#### PROBLEM:
Pull every line holding the string "creating" from the records below.

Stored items
=== Section Start ===
//! `stoke configure`: select a cluster type and answer its questions.

use std::sync::Arc;

use anyhow::{anyhow, bail, Result};
use colored::Colorize;
use dialoguer::Select;

use stoke::domain::answer_tree::{answers_from_json, AnswerTree};
use stoke::domain::cluster_type::ClusterType;
use stoke::domain::prefill::{PrefillMap, PrefillResolver};
use stoke::prompt::TerminalPrompter;
use stoke::store::{self, Answers};

use super::Context;

pub struct Options {
    pub answers: Option<String>,
    pub accept_defaults: bool,
    pub reset_type: bool,
    pub show: bool,
}

pub fn run(ctx: &Context, options: Options) -> Result<()> {
    if options.show {
        return show(ctx);
    }

    let runtime = tokio::runtime::Runtime::new()?;
    let (cluster_type, answers) = match &options.answers {
        Some(json) => {
            let mut supplied = answers_from_json(json)?;
            let requested = supplied.remove("cluster_type");
            let selected = if options.reset_type {
                None
            } else {
                ctx.selected_id()?
            };
            let cluster_type = ctx
                .types
                .find([requested.as_deref(), selected.as_deref()])
                .ok_or_else(|| anyhow!("No valid cluster type given to configure"))?;

            let tree = AnswerTree::new(&cluster_type.questions);
            if options.accept_defaults {
                let prefills = prefill(ctx, &runtime, cluster_type)?;
                tree.fill_defaults(&mut supplied, &prefills.snapshot());
            }
            (cluster_type, tree.resolve_supplied(supplied)?)
        }
        None => {
            let cluster_type = choose_type(ctx, options.reset_type)?;
            let answers = ask(ctx, &runtime, cluster_type)?;
            (cluster_type, answers)
        }
    };

    ctx.answers.save(&cluster_type.id, &answers)?;
    store::select_type(&ctx.settings.selection_file(), &cluster_type.id)?;
    println!(
        "{} Saved configuration for {}",
        "ok".green().bold(),
        cluster_type.name.bold()
    );
    if !cluster_type.is_prepared() {
        println!(
            "{} Run `stoke prepare {}` before deploying",
            "::".blue().bold(),
            cluster_type.id
        );
    }
    Ok(())
}

fn show(ctx: &Context) -> Result<()> {
    let cluster_type = ctx.selected_type()?;
    let saved = ctx.answers.load(&cluster_type.id)?;
    println!("Cluster type: {}", cluster_type.name.bold());
    for (text, value) in AnswerTree::new(&cluster_type.questions).summary(&saved) {
        println!("{} {}", text, value.as_deref().unwrap_or("none"));
    }
    Ok(())
}

fn choose_type(ctx: &Context, reset: bool) -> Result<&ClusterType> {
    if !reset {
        if let Some(id) = ctx.selected_id()? {
            return Ok(ctx.types.require(&id)?);
        }
    }
    if ctx.types.all().is_empty() {
        bail!("No cluster types available to configure");
    }
    let names: Vec<&str> = ctx.types.all().iter().map(|t| t.name.as_str()).collect();
    let index = Select::new()
        .with_prompt("Cluster type")
        .items(&names)
        .default(0)
        .interact()?;
    Ok(&ctx.types.all()[index])
}

/// Compute every question's prefill, waiting for all probes to settle.
fn prefill(
    ctx: &Context,
    runtime: &tokio::runtime::Runtime,
    cluster_type: &ClusterType,
) -> Result<Arc<PrefillMap>> {
    let saved = ctx.answers.load(&cluster_type.id)?;
    let map = PrefillMap::new();
    let resolver = PrefillResolver::new(saved, ctx.settings.probe_timeout());
    runtime.block_on(resolver.resolve(&cluster_type.questions, map.clone()));
    Ok(map)
}

/// Prompt for every reachable question while prefills resolve in the
/// background; each prompt waits only for its own prefill.
fn ask(
    ctx: &Context,
    runtime: &tokio::runtime::Runtime,
    cluster_type: &ClusterType,
) -> Result<Answers> {
    let saved = ctx.answers.load(&cluster_type.id)?;
    let map = PrefillMap::new();
    let resolver = PrefillResolver::new(saved, ctx.settings.probe_timeout());

    let questions = cluster_type.questions.clone();
    let probing = {
        let questions = questions.clone();
        let map = map.clone();
        runtime.spawn(async move { resolver.resolve(&questions, map).await })
    };

    let answers = runtime.block_on(runtime.spawn_blocking(move || {
        AnswerTree::new(&questions).resolve_interactive(&TerminalPrompter, &map)
    }))??;

    probing.abort();
    Ok(answers)
}
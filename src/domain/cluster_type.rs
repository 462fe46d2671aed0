//! Deployment profiles discovered from on-disk definitions.
//!
//! Layout of one type directory:
//!
//! ```text
//! <type path>/<dir>/metadata.yaml     id, name, description, questions
//! <type path>/<dir>/state.yaml        { prepared: true } once prepared
//! <type path>/<dir>/prepare.sh        one-time preparation script
//! <type path>/<dir>/identities/*.yaml identity definitions
//! <type path>/<dir>/run_env/          working directory for jobs
//! ```

use std::collections::BTreeMap;
use std::path::{Path, PathBuf};

use serde::{Deserialize, Serialize};
use tracing::{debug, warn};

use crate::error::{Error, IoContext, Result};
use crate::process;

use super::question::Question;

#[derive(Debug, Deserialize)]
struct Metadata {
    id: String,
    name: String,
    #[serde(default)]
    description: String,
    #[serde(default)]
    questions: Vec<Question>,
}

#[derive(Debug, Default, Serialize, Deserialize)]
struct State {
    #[serde(default)]
    prepared: bool,
}

#[derive(Debug, Clone)]
pub struct ClusterType {
    pub id: String,
    pub name: String,
    pub description: String,
    pub questions: Vec<Question>,
    pub base_path: PathBuf,
    prepared: bool,
}

/// A named capability bundle for a node.
#[derive(Debug, Clone, Serialize, Deserialize)]
pub struct Identity {
    pub name: String,
    #[serde(default)]
    pub description: String,
    /// Action name → executable.
    #[serde(default)]
    pub commands: BTreeMap<String, PathBuf>,
    #[serde(default)]
    pub removable: bool,
    /// Extra variables layered over the job environment.
    #[serde(default)]
    pub env: BTreeMap<String, String>,
}

impl Identity {
    pub fn supports(&self, action: &str) -> bool {
        let declared = self.commands.contains_key(action);
        if action == "remove" {
            declared && self.removable
        } else {
            declared
        }
    }

    pub fn command(&self, action: &str) -> Option<&Path> {
        self.commands.get(action).map(PathBuf::as_path)
    }
}

impl ClusterType {
    fn load(dir: &Path) -> Result<Option<Self>> {
        let metadata_file = dir.join("metadata.yaml");
        if !metadata_file.is_file() {
            return Ok(None);
        }
        let content = std::fs::read_to_string(&metadata_file).with_path("reading", &metadata_file)?;
        let metadata: Metadata = serde_yaml::from_str(&content)?;

        let state_file = dir.join("state.yaml");
        let state = if state_file.is_file() {
            let content = std::fs::read_to_string(&state_file).with_path("reading", &state_file)?;
            serde_yaml::from_str::<Option<State>>(&content)?.unwrap_or_default()
        } else {
            State::default()
        };

        Ok(Some(Self {
            id: metadata.id,
            name: metadata.name,
            description: metadata.description,
            questions: metadata.questions,
            base_path: dir.to_path_buf(),
            prepared: state.prepared,
        }))
    }

    pub fn is_prepared(&self) -> bool {
        self.prepared
    }

    /// Record a successful preparation run.
    pub fn mark_prepared(&mut self) -> Result<()> {
        let path = self.base_path.join("state.yaml");
        let content = serde_yaml::to_string(&State { prepared: true })?;
        std::fs::write(&path, content).with_path("writing", &path)?;
        self.prepared = true;
        Ok(())
    }

    pub fn prepare_script(&self) -> PathBuf {
        self.base_path.join("prepare.sh")
    }

    /// Working directory handed to jobs as `RUN_ENV`, created on demand.
    pub fn run_env(&self) -> Result<PathBuf> {
        let dir = self.base_path.join("run_env");
        std::fs::create_dir_all(&dir).with_path("creating", &dir)?;
        Ok(dir)
    }

    /// Identities defined under `identities/`, sorted by name. Relative
    /// command paths resolve against this type's directory.
    pub fn identities(&self) -> Result<Vec<Identity>> {
        let dir = self.base_path.join("identities");
        if !dir.is_dir() {
            return Ok(Vec::new());
        }

        let mut files: Vec<PathBuf> = std::fs::read_dir(&dir)
            .with_path("listing", &dir)?
            .flatten()
            .map(|e| e.path())
            .filter(|p| matches!(p.extension().and_then(|e| e.to_str()), Some("yaml" | "yml")))
            .collect();
        files.sort();

        let mut identities = Vec::with_capacity(files.len());
        for path in files {
            let content = std::fs::read_to_string(&path).with_path("reading", &path)?;
            let mut identity: Identity = serde_yaml::from_str(&content)?;
            for command in identity.commands.values_mut() {
                if command.is_relative() {
                    *command = self.base_path.join(&*command);
                }
            }
            identities.push(identity);
        }
        identities.sort_by(|a, b| a.name.cmp(&b.name));
        Ok(identities)
    }

    pub fn find_identity(&self, name: &str) -> Result<Option<Identity>> {
        Ok(self.identities()?.into_iter().find(|i| i.name == name))
    }

    /// Run `prepare.sh` inside the run environment, teeing its output to
    /// `<log_dir>/<id>-<ts>.log`. Exit 0 marks the type prepared.
    pub async fn prepare(&mut self, log_dir: &Path) -> Result<Preparation> {
        let script = self.prepare_script();
        if !script.is_file() {
            return Err(Error::MissingPrepareScript {
                name: self.name.clone(),
                path: script,
            });
        }
        let run_env = self.run_env()?;
        std::fs::create_dir_all(log_dir).with_path("creating", log_dir)?;
        let log = log_dir.join(format!("{}-{}.log", self.id, chrono::Utc::now().timestamp()));

        let child = process::spawn_logged(&script, &BTreeMap::new(), &[log.clone()], Some(&run_env)).await?;
        let exit_code = child.wait().await;
        if exit_code == 0 {
            self.mark_prepared()?;
            debug!(cluster_type = %self.id, "prepared");
        } else {
            warn!(cluster_type = %self.id, exit_code, log = %log.display(), "preparation failed");
        }
        Ok(Preparation { exit_code, log })
    }
}

#[derive(Debug, Clone, PartialEq, Eq)]
pub struct Preparation {
    pub exit_code: i32,
    pub log: PathBuf,
}

/// Every cluster type discovered at startup.
#[derive(Debug, Clone, Default)]
pub struct TypeRegistry {
    types: Vec<ClusterType>,
}

impl TypeRegistry {
    /// Scan each type path for `<dir>/metadata.yaml`. Two definitions sharing
    /// an id is fatal; every duplicated id is reported.
    pub fn discover(type_paths: &[PathBuf]) -> Result<Self> {
        let mut types = Vec::new();
        for root in type_paths {
            if !root.is_dir() {
                debug!(path = %root.display(), "type path does not exist, skipping");
                continue;
            }
            let mut dirs: Vec<PathBuf> = std::fs::read_dir(root)
                .with_path("listing", root)?
                .flatten()
                .map(|e| e.path())
                .filter(|p| p.is_dir())
                .collect();
            dirs.sort();

            for dir in dirs {
                match ClusterType::load(&dir) {
                    Ok(Some(t)) => types.push(t),
                    Ok(None) => {}
                    Err(e) => {
                        warn!(path = %dir.display(), error = %e, "skipping unreadable cluster type");
                    }
                }
            }
        }

        let mut duplicates: Vec<String> = Vec::new();
        for (i, t) in types.iter().enumerate() {
            let repeated = types.iter().skip(i + 1).any(|u| u.id == t.id);
            if repeated && !duplicates.contains(&t.id) {
                duplicates.push(t.id.clone());
            }
        }
        if !duplicates.is_empty() {
            duplicates.sort();
            return Err(Error::DuplicateClusterTypes(duplicates));
        }

        types.sort_by(|a, b| a.name.cmp(&b.name));
        Ok(Self { types })
    }

    pub fn all(&self) -> &[ClusterType] {
        &self.types
    }

    /// Look up by name or id.
    pub fn get(&self, key: &str) -> Option<&ClusterType> {
        self.types.iter().find(|t| t.name == key || t.id == key)
    }

    /// First key (in order) that names a known type.
    pub fn find<'k>(&self, keys: impl IntoIterator<Item = Option<&'k str>>) -> Option<&ClusterType> {
        keys.into_iter().flatten().find_map(|k| self.get(k))
    }

    pub fn require(&self, key: &str) -> Result<&ClusterType> {
        self.get(key)
            .ok_or_else(|| Error::UnknownClusterType(key.to_string()))
    }
}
=== Section End ===
#### WRITTEN RESPONSE:
        std::fs::create_dir_all(&dir).with_path("creating", &dir)?;
        std::fs::create_dir_all(log_dir).with_path("creating", log_dir)?;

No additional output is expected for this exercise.